Data shown:
use log::trace;
use std::collections::BTreeMap;

use crate::error::TransportError;

/// The register read/write primitives of the link to the FPGA. One request is outstanding at a
/// time; each call returns when the device has answered it.
pub trait Transport {
  fn write_register(&mut self, address: u32, value: u32) -> Result<(), TransportError>;

  fn read_register(&mut self, address: u32) -> Result<u32, TransportError>;
}

impl<T: Transport + ?Sized> Transport for &mut T {
  fn write_register(&mut self, address: u32, value: u32) -> Result<(), TransportError> {
    (**self).write_register(address, value)
  }

  fn read_register(&mut self, address: u32) -> Result<u32, TransportError> {
    (**self).read_register(address)
  }
}

impl<T: Transport + ?Sized> Transport for Box<T> {
  fn write_register(&mut self, address: u32, value: u32) -> Result<(), TransportError> {
    (**self).write_register(address, value)
  }

  fn read_register(&mut self, address: u32) -> Result<u32, TransportError> {
    (**self).read_register(address)
  }
}

/// One access recorded by `MemoryTransport`.
#[derive(Debug, Clone, Copy, PartialEq, Eq)]
pub enum Access {
  Read { address: u32, value: u32 },
  Write { address: u32, value: u32 },
}

/// A simulated register file. Unwritten addresses read as 0. Every access is recorded, and the
/// next read or write can be made to fail.
#[derive(Debug, Default)]
pub struct MemoryTransport {
  registers: BTreeMap<u32, u32>,
  log: Vec<Access>,
  fail_next_read: bool,
  fail_next_write: bool,
}
impl MemoryTransport {
  pub fn new() -> Self {
    Self::default()
  }

  /// Presets `address` without recording an access.
  pub fn set(&mut self, address: u32, value: u32) {
    self.registers.insert(address, value);
  }

  /// The stored value at `address`, without recording an access.
  pub fn get(&self, address: u32) -> u32 {
    self.registers.get(&address).copied().unwrap_or(0)
  }

  pub fn accesses(&self) -> &[Access] {
    &self.log
  }

  pub fn writes(&self) -> impl Iterator<Item = (u32, u32)> + '_ {
    self.log.iter().filter_map(|a| match a {
      Access::Write { address, value } => Some((*address, *value)),
      Access::Read { .. } => None,
    })
  }

  pub fn reads(&self) -> usize {
    self
      .log
      .iter()
      .filter(|a| matches!(a, Access::Read { .. }))
      .count()
  }

  pub fn clear_log(&mut self) {
    self.log.clear();
  }

  pub fn fail_next_read(&mut self) {
    self.fail_next_read = true;
  }

  pub fn fail_next_write(&mut self) {
    self.fail_next_write = true;
  }
}
impl Transport for MemoryTransport {
  fn write_register(&mut self, address: u32, value: u32) -> Result<(), TransportError> {
    if self.fail_next_write {
      self.fail_next_write = false;
      return Err(TransportError::msg(&format!(
        "Simulated write failure at {:#07x}",
        address
      )));
    }
    trace!("mem write {:#07x} <- {:#010x}", address, value);
    self.registers.insert(address, value);
    self.log.push(Access::Write { address, value });
    Ok(())
  }

  fn read_register(&mut self, address: u32) -> Result<u32, TransportError> {
    if self.fail_next_read {
      self.fail_next_read = false;
      return Err(TransportError::msg(&format!(
        "Simulated read failure at {:#07x}",
        address
      )));
    }
    let value = self.get(address);
    trace!("mem read {:#07x} -> {:#010x}", address, value);
    self.log.push(Access::Read { address, value });
    Ok(value)
  }
}

#[cfg(test)]
mod tests {
  use super::{Access, MemoryTransport, Transport};

  #[test]
  fn stores_and_logs() {
    let mut mem = MemoryTransport::new();

    mem.write_register(0x88004, 0x30).unwrap();
    assert_eq!(0x30, mem.read_register(0x88004).unwrap());
    assert_eq!(0, mem.read_register(0x88008).unwrap());

    assert_eq!(
      &[
        Access::Write { address: 0x88004, value: 0x30 },
        Access::Read { address: 0x88004, value: 0x30 },
        Access::Read { address: 0x88008, value: 0 },
      ],
      mem.accesses()
    );
    assert_eq!(2, mem.reads());
  }

  #[test]
  fn injected_failures_fire_once() {
    let mut mem = MemoryTransport::new();

    mem.fail_next_write();
    assert!(mem.write_register(0, 1).is_err());
    assert!(mem.write_register(0, 1).is_ok());

    mem.fail_next_read();
    assert!(mem.read_register(0).is_err());
    assert_eq!(1, mem.read_register(0).unwrap());
  }

  #[test]
  fn works_through_mutable_reference() {
    fn poke<T: Transport>(mut t: T) {
      t.write_register(4, 9).unwrap();
    }

    let mut mem = MemoryTransport::new();
    poke(&mut mem);

    assert_eq!(9, mem.get(4));
  }
}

Problem description:
All lines from the top of the data through the line containing "impl<T: Transport + ?Sized> Transport for &mut" need to be retyped exactly, and nothing more.

Output:
use log::trace;
use std::collections::BTreeMap;

use crate::error::TransportError;

/// The register read/write primitives of the link to the FPGA. One request is outstanding at a
/// time; each call returns when the device has answered it.
pub trait Transport {
  fn write_register(&mut self, address: u32, value: u32) -> Result<(), TransportError>;

  fn read_register(&mut self, address: u32) -> Result<u32, TransportError>;
}

impl<T: Transport + ?Sized> Transport for &mut T {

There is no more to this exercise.